Exercise description:
Report back every line from the entries below in which the word "RegistrySubscriber" occurs.

Data:
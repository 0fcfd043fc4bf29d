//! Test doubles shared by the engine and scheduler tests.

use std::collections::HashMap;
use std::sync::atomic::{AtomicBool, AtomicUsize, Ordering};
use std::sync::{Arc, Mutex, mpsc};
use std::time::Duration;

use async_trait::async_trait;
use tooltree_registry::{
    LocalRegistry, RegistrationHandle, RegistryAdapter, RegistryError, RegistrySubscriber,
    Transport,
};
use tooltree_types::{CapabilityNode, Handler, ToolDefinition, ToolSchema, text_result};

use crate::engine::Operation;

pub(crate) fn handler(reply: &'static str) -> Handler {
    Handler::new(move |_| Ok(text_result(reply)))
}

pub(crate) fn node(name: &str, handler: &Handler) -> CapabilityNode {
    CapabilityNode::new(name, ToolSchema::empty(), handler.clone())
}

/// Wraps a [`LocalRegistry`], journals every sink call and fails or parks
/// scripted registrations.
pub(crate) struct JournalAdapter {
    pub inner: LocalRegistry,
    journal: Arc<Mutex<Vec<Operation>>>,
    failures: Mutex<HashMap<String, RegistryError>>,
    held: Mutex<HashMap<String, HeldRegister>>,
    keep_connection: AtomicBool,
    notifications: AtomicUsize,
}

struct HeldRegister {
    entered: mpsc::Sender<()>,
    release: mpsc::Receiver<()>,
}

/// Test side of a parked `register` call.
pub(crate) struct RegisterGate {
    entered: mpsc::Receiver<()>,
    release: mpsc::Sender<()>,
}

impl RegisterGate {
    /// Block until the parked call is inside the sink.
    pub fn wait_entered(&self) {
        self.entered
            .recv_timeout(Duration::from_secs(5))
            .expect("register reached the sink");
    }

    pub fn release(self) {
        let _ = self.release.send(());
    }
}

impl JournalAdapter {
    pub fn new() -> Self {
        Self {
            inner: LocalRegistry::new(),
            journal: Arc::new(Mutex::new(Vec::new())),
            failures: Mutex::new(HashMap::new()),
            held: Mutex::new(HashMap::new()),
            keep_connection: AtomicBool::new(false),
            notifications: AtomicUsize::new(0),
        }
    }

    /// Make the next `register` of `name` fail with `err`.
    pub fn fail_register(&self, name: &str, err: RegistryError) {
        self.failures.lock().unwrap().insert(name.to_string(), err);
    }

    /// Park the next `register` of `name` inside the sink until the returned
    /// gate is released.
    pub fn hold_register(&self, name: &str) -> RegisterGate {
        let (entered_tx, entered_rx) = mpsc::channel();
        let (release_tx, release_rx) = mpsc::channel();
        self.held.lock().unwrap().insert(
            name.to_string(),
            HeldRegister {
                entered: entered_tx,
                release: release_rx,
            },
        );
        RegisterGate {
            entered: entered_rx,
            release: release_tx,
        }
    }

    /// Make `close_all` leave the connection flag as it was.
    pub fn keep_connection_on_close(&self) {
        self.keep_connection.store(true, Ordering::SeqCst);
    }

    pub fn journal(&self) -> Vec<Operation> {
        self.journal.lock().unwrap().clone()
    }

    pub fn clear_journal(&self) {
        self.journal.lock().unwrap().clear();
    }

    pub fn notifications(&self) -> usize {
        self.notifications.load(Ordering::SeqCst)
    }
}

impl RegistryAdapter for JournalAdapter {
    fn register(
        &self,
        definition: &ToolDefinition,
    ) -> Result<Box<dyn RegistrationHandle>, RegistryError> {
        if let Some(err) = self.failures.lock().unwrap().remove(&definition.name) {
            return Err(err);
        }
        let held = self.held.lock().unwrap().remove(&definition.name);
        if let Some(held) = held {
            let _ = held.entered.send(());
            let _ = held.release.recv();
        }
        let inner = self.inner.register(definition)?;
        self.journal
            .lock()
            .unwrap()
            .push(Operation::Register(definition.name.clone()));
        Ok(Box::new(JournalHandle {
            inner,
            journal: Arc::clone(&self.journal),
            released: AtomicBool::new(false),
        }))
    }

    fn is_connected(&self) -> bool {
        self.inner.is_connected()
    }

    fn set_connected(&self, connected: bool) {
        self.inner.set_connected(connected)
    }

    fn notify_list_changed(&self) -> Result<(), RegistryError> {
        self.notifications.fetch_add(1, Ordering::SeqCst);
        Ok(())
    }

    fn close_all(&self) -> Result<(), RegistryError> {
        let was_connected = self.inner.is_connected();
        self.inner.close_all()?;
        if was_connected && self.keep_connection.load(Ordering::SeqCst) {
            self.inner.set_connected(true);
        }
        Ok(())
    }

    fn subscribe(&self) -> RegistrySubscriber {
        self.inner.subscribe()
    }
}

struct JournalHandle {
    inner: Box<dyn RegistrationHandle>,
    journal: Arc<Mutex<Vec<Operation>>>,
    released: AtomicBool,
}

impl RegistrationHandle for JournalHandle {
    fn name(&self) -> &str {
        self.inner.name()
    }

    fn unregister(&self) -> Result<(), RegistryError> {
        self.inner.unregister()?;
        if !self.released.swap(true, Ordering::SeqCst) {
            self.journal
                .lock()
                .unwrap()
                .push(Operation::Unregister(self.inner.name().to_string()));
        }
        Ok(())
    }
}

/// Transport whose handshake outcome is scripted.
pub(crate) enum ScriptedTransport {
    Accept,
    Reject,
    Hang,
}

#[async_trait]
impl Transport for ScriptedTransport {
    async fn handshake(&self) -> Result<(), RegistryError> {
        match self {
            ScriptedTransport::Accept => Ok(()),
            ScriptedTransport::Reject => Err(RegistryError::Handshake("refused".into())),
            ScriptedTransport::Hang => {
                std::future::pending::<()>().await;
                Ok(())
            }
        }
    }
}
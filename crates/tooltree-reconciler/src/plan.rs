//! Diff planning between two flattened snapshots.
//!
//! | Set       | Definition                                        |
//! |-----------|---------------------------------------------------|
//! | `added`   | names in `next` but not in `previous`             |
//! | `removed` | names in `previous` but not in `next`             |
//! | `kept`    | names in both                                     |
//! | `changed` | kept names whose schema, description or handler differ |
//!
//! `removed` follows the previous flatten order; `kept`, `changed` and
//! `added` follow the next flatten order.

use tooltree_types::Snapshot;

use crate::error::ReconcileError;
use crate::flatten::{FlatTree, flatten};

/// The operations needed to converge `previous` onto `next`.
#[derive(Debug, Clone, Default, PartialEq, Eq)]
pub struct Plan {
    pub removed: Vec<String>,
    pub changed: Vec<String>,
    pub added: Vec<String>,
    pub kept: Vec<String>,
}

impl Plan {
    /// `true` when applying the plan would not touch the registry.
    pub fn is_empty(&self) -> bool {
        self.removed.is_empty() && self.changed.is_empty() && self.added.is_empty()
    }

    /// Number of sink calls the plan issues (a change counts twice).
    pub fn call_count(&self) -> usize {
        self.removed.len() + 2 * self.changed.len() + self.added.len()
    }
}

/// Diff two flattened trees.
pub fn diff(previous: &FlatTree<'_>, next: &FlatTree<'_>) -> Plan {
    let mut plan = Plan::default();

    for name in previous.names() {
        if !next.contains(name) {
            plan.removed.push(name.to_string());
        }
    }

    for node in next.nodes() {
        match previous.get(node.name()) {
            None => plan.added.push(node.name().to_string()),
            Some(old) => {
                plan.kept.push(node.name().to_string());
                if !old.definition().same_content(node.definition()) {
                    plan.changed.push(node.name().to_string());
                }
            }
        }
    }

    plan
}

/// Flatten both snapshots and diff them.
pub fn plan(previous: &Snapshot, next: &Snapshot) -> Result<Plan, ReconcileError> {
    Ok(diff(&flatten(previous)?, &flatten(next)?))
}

--

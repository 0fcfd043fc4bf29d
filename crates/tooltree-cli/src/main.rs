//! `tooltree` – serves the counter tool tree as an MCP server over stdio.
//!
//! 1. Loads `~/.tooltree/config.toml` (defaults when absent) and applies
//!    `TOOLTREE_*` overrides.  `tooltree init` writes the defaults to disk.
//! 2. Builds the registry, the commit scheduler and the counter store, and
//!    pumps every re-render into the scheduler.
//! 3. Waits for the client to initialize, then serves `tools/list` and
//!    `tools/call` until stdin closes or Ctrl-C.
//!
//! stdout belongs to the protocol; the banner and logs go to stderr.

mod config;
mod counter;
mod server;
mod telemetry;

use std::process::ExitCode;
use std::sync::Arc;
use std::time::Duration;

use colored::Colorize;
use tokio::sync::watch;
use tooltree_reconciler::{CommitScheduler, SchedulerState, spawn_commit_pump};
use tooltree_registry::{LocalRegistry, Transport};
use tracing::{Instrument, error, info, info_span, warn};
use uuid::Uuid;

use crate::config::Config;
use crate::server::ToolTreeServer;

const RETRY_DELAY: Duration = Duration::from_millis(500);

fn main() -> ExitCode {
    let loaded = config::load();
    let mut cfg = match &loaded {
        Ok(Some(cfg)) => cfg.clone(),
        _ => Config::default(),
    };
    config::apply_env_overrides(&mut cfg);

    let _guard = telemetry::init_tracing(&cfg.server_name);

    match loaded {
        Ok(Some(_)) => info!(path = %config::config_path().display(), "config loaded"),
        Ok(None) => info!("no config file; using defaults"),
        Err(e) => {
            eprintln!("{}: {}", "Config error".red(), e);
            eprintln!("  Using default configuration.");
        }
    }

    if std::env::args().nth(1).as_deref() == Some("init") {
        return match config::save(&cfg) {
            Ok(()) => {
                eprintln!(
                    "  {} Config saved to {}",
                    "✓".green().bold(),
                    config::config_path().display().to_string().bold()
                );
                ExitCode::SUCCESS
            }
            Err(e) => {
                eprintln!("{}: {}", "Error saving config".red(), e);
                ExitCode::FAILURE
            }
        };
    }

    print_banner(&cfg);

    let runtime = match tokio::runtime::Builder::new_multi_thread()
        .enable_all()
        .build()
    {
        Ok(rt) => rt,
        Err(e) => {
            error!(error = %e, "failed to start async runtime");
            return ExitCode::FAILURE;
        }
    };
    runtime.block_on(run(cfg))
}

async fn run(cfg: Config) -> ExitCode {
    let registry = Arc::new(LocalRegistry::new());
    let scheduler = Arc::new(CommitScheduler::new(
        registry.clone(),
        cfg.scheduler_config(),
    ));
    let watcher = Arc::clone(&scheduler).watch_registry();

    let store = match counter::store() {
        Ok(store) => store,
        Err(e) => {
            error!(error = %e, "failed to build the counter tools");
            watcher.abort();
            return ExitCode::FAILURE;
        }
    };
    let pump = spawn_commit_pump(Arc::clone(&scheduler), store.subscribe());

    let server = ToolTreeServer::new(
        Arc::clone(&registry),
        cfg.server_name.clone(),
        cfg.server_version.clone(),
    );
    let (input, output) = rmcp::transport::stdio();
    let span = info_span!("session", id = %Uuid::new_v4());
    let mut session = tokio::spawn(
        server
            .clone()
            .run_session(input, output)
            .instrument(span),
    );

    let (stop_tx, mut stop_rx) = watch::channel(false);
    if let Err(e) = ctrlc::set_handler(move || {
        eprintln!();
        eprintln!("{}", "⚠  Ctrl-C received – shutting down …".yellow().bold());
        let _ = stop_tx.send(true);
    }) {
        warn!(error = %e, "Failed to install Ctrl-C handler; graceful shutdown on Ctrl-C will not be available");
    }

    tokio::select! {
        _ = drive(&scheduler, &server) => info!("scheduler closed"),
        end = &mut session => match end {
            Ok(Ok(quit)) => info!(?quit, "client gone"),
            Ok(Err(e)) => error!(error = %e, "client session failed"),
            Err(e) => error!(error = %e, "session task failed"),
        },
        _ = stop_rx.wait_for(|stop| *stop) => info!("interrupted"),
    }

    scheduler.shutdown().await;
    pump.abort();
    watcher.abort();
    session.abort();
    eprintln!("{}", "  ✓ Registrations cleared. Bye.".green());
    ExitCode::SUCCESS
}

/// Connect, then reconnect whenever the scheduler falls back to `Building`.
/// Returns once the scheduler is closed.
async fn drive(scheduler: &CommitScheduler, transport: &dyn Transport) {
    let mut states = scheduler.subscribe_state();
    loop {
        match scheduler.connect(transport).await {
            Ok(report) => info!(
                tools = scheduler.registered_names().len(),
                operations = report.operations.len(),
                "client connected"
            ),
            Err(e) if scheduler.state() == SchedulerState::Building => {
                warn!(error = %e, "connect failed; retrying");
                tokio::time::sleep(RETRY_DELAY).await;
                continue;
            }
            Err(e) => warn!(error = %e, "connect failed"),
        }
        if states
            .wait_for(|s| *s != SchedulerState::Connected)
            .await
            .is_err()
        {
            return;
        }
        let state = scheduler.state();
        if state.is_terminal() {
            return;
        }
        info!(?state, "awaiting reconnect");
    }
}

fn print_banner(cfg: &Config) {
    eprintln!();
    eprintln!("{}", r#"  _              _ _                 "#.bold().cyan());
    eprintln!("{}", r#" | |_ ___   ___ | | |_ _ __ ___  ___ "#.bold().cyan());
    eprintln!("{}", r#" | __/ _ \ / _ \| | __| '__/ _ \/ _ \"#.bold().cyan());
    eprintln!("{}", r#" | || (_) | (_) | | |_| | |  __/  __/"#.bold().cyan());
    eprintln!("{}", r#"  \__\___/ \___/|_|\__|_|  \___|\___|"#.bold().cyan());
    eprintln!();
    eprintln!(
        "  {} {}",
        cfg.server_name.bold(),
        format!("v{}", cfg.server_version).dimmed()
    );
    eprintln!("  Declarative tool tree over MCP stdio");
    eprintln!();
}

Solution:
    LocalRegistry, RegistrationHandle, RegistryAdapter, RegistryError, RegistrySubscriber,
    fn subscribe(&self) -> RegistrySubscriber {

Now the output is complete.